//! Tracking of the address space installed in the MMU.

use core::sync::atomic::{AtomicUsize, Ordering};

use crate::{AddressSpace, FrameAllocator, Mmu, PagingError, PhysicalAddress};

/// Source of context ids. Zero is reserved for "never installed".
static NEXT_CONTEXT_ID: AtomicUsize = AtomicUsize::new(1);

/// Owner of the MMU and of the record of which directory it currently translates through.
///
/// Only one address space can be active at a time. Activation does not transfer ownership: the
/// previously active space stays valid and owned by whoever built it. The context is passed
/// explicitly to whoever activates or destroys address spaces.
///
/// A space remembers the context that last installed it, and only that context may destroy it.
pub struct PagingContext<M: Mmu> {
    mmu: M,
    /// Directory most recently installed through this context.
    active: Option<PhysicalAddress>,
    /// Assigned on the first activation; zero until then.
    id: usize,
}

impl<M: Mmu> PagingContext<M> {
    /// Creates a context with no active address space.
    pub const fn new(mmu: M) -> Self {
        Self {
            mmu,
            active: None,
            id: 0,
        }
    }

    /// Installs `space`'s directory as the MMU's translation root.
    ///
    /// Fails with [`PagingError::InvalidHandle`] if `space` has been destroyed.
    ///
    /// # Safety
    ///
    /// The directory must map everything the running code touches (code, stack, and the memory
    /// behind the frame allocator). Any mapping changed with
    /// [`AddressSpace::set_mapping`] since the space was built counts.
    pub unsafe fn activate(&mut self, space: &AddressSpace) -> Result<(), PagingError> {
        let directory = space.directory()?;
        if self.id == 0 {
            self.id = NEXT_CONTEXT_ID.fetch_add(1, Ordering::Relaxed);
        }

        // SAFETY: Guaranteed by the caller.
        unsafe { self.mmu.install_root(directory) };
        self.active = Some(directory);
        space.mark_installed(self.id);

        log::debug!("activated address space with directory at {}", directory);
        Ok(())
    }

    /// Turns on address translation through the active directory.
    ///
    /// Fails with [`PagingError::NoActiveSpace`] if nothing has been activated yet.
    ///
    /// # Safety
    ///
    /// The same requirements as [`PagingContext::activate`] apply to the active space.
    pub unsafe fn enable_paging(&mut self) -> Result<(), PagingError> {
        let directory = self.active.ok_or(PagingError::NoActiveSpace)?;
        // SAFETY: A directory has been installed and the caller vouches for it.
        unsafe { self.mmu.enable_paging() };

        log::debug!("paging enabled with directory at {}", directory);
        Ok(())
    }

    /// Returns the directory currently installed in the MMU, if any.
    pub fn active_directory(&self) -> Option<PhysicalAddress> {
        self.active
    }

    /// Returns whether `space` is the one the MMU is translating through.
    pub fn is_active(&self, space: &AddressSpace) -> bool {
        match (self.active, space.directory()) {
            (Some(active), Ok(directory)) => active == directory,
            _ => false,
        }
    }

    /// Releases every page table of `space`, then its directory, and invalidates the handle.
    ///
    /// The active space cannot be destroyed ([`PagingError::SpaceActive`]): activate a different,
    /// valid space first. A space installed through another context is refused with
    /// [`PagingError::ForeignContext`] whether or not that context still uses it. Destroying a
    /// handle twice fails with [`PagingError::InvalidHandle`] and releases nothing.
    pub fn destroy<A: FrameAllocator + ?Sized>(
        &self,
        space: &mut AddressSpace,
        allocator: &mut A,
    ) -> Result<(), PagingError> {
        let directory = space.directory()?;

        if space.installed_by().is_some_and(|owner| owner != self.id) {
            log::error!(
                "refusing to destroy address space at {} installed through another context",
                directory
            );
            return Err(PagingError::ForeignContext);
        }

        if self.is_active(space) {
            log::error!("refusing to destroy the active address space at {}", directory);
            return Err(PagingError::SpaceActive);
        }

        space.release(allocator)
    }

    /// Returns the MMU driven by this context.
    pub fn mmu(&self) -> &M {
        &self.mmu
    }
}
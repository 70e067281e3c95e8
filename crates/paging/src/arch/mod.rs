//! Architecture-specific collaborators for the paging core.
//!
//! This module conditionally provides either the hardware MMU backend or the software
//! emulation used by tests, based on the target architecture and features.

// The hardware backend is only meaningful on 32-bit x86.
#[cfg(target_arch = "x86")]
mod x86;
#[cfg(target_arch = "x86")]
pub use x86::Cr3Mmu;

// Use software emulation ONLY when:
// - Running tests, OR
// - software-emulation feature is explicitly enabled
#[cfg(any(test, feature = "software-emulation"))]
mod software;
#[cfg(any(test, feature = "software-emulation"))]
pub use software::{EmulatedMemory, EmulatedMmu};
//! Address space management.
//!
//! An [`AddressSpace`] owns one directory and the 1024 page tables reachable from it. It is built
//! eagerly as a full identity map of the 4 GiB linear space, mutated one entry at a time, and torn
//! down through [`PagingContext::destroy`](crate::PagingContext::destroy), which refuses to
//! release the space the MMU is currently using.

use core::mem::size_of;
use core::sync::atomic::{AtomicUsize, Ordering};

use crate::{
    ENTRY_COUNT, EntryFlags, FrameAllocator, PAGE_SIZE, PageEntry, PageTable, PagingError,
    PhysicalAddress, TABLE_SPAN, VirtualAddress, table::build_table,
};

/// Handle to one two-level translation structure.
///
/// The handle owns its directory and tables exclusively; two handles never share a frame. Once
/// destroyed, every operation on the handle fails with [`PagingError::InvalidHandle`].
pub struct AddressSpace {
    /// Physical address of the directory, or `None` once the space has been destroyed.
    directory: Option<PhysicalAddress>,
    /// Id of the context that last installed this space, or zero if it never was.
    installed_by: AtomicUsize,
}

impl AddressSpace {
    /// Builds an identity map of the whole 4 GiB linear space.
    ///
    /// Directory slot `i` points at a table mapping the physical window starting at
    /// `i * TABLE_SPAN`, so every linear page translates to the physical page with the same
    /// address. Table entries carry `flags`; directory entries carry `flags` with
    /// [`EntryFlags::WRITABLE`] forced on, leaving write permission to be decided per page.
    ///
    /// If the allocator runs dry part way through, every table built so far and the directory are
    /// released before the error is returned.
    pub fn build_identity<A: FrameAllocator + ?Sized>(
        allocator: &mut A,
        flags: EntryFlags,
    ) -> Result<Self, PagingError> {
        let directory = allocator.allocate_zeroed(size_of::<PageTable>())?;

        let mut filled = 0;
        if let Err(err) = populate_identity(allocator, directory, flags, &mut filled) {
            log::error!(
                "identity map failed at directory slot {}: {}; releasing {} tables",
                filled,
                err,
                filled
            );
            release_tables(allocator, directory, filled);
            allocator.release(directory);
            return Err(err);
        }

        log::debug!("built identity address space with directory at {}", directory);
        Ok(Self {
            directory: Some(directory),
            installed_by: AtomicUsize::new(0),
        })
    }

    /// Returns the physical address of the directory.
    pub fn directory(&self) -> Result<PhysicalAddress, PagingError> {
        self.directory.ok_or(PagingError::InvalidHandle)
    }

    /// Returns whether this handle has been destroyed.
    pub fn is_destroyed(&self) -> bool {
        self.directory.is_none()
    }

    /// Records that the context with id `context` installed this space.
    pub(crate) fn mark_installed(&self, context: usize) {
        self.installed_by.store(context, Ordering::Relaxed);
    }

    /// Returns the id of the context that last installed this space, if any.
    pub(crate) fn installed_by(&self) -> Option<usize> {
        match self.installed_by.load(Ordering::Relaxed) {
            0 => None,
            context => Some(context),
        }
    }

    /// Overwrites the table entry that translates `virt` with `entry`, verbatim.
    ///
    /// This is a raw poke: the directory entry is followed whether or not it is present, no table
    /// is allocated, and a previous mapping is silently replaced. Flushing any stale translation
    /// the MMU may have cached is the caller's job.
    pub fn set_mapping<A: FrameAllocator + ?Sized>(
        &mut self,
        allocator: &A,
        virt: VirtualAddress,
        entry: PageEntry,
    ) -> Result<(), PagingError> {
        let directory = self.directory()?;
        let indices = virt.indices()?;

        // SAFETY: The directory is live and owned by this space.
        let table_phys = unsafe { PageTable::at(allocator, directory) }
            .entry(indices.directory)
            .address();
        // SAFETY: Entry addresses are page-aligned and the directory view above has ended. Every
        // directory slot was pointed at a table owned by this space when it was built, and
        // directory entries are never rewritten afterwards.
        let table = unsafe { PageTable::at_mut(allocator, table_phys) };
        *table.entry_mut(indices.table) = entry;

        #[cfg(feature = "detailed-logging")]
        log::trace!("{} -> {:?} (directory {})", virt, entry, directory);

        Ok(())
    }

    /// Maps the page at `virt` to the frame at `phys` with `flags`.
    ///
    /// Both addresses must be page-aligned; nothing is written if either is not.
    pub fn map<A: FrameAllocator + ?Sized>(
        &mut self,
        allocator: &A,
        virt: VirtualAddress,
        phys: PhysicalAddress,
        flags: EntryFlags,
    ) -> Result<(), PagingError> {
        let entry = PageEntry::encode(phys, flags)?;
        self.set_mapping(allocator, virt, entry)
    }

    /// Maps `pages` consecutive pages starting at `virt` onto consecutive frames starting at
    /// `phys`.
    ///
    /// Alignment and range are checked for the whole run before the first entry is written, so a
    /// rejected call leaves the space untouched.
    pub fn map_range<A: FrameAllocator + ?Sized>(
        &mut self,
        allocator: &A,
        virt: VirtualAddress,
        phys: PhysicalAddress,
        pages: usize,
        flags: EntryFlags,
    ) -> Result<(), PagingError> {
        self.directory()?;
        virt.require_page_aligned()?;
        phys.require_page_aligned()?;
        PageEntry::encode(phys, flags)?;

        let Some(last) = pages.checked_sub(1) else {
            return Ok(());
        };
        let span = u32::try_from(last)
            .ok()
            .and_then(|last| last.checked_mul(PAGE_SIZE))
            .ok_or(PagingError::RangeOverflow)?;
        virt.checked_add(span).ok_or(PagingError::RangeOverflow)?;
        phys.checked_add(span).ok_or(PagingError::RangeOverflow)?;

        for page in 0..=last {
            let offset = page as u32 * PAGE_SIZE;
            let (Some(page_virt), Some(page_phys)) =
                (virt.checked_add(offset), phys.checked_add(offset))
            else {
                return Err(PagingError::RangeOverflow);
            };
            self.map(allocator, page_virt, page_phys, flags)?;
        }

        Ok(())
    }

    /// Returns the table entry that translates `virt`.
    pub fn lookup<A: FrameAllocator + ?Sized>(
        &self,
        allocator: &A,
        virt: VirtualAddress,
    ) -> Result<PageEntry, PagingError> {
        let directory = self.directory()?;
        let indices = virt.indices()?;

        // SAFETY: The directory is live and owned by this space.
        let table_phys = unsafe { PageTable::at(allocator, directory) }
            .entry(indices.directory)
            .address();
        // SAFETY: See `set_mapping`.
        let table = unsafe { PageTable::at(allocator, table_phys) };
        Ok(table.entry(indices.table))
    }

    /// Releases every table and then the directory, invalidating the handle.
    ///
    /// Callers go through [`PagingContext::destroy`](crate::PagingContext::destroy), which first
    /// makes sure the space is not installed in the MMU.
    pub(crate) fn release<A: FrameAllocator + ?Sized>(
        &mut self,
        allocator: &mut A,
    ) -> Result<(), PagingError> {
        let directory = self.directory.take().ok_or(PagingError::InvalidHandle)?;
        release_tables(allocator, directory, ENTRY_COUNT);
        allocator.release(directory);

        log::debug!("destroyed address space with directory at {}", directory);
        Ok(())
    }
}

- - -

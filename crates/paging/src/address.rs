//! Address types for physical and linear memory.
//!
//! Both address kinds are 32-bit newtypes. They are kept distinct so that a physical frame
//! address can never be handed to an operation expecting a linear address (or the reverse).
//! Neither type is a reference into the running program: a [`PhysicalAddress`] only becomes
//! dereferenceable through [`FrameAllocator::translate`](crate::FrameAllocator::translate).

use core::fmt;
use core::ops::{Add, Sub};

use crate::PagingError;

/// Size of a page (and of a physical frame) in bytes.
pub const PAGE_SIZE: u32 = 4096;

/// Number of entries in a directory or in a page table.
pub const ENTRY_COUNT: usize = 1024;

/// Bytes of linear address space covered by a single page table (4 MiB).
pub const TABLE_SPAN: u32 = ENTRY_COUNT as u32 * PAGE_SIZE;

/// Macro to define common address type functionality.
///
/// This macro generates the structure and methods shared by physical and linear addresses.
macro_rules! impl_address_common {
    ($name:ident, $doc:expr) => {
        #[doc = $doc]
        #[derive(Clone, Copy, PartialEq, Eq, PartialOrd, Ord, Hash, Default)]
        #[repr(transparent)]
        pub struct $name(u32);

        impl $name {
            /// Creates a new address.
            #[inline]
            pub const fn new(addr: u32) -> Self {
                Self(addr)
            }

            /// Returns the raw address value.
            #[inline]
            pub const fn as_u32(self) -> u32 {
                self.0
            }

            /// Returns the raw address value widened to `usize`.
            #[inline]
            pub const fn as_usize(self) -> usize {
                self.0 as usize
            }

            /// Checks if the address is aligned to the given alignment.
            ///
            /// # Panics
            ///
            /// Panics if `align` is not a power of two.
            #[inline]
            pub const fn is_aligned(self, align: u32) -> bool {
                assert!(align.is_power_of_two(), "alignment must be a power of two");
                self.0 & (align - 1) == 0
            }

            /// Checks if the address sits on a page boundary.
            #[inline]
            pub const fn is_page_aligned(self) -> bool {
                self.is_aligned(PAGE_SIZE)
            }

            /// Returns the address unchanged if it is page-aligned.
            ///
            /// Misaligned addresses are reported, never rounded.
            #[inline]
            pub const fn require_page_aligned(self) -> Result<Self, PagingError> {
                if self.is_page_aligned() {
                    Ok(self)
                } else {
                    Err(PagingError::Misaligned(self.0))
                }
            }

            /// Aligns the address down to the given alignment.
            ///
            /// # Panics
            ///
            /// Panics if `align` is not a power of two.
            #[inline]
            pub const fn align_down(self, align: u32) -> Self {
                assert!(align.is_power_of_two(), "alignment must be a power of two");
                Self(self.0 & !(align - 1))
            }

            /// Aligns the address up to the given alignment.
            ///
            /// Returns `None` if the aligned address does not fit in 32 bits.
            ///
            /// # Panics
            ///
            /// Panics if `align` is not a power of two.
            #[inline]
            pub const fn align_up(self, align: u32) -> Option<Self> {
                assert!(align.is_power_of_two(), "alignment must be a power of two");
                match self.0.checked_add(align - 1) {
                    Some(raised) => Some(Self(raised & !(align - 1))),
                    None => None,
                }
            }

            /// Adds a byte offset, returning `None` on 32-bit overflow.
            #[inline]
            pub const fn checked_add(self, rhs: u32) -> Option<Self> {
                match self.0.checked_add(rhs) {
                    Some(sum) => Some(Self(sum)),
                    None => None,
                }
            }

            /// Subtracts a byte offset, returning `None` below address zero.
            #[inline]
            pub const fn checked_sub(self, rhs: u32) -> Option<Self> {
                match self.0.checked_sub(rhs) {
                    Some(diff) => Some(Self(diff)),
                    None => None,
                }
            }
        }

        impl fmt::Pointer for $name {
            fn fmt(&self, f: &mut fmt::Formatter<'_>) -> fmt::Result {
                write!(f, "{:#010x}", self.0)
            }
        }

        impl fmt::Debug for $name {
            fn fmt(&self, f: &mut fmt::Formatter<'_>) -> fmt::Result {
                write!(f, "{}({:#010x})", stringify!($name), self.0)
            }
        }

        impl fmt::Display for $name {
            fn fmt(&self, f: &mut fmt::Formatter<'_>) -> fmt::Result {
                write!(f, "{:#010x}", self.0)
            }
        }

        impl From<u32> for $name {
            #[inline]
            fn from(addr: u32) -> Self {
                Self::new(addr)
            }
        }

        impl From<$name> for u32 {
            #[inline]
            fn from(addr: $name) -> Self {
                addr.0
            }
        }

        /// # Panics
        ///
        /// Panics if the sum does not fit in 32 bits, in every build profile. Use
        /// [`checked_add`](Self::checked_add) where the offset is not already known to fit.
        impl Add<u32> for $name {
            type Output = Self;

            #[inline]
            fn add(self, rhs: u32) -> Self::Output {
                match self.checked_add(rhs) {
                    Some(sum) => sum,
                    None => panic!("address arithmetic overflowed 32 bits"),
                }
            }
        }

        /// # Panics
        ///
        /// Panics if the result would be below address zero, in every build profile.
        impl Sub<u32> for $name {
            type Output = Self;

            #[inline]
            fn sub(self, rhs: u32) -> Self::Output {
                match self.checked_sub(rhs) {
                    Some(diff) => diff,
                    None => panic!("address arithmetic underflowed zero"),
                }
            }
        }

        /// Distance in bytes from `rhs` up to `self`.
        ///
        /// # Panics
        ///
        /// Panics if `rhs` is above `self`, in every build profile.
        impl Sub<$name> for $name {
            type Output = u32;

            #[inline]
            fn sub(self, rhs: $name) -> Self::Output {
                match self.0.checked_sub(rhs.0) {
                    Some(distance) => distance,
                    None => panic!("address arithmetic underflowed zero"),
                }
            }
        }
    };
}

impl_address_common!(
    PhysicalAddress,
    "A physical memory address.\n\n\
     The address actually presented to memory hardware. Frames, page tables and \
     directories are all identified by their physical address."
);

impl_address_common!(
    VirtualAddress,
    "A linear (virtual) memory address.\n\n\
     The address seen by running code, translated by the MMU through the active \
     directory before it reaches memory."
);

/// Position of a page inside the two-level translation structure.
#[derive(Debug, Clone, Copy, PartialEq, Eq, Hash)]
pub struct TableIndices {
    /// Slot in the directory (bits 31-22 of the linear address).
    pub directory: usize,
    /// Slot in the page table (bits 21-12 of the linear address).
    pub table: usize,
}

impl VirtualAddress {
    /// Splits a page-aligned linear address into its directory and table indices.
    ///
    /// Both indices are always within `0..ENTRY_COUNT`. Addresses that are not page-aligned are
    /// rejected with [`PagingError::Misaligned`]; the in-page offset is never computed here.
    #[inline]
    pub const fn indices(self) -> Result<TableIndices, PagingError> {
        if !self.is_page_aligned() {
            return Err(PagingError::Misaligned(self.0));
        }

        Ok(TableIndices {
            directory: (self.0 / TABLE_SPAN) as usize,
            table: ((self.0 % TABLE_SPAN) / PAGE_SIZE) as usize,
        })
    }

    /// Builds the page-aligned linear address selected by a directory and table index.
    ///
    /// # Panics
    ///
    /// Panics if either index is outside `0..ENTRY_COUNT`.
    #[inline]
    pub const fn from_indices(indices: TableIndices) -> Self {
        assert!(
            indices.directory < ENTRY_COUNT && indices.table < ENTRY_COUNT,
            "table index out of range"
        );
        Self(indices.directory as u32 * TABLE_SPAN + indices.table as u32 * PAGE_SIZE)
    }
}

- - -

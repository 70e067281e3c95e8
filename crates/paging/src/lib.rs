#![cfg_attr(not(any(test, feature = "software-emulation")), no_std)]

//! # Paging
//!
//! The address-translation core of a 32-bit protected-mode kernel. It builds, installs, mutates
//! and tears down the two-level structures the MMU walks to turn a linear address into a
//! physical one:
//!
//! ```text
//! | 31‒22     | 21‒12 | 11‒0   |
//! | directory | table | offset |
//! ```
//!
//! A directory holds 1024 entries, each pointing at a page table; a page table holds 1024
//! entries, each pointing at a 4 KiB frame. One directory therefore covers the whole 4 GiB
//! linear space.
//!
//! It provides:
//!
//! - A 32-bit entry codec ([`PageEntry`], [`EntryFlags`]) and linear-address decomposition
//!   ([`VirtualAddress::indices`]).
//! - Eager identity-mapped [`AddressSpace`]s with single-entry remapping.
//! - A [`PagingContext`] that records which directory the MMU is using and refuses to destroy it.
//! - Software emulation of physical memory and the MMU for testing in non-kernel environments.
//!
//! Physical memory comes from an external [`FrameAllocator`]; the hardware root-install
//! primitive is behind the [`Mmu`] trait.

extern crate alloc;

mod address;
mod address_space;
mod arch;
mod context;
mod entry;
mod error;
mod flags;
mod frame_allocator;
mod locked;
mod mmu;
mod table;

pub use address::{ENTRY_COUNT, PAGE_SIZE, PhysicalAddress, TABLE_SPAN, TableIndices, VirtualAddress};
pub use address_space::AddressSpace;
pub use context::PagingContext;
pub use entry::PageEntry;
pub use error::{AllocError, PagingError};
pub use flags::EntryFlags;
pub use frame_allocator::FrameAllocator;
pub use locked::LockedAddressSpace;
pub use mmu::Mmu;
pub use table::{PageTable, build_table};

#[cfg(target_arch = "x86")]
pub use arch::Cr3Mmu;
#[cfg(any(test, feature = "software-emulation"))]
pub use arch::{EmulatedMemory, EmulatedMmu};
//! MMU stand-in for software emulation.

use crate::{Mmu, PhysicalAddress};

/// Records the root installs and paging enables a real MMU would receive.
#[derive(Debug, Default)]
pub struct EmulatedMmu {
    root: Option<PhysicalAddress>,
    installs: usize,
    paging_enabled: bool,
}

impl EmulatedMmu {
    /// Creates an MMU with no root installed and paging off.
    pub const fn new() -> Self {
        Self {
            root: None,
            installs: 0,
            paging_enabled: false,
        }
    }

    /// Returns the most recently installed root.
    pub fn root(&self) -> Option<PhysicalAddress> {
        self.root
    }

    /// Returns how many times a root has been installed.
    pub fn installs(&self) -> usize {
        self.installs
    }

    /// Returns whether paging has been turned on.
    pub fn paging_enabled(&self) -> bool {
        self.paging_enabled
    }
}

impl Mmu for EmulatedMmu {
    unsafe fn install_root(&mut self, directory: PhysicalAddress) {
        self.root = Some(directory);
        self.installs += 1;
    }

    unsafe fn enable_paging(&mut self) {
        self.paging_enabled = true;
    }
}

- - -

Look above for the line holding "Neither type is", then set down exactly that line and every line after it up to and including the line holding "pub const fn as_u32(self)", with nothing else.

//! Neither type is a reference into the running program: a [`PhysicalAddress`] only becomes
//! dereferenceable through [`FrameAllocator::translate`](crate::FrameAllocator::translate).

use core::fmt;
use core::ops::{Add, Sub};

use crate::PagingError;

/// Size of a page (and of a physical frame) in bytes.
pub const PAGE_SIZE: u32 = 4096;

/// Number of entries in a directory or in a page table.
pub const ENTRY_COUNT: usize = 1024;

/// Bytes of linear address space covered by a single page table (4 MiB).
pub const TABLE_SPAN: u32 = ENTRY_COUNT as u32 * PAGE_SIZE;

/// Macro to define common address type functionality.
///
/// This macro generates the structure and methods shared by physical and linear addresses.
macro_rules! impl_address_common {
    ($name:ident, $doc:expr) => {
        #[doc = $doc]
        #[derive(Clone, Copy, PartialEq, Eq, PartialOrd, Ord, Hash, Default)]
        #[repr(transparent)]
        pub struct $name(u32);

        impl $name {
            /// Creates a new address.
            #[inline]
            pub const fn new(addr: u32) -> Self {
                Self(addr)
            }

            /// Returns the raw address value.
            #[inline]
            pub const fn as_u32(self) -> u32 {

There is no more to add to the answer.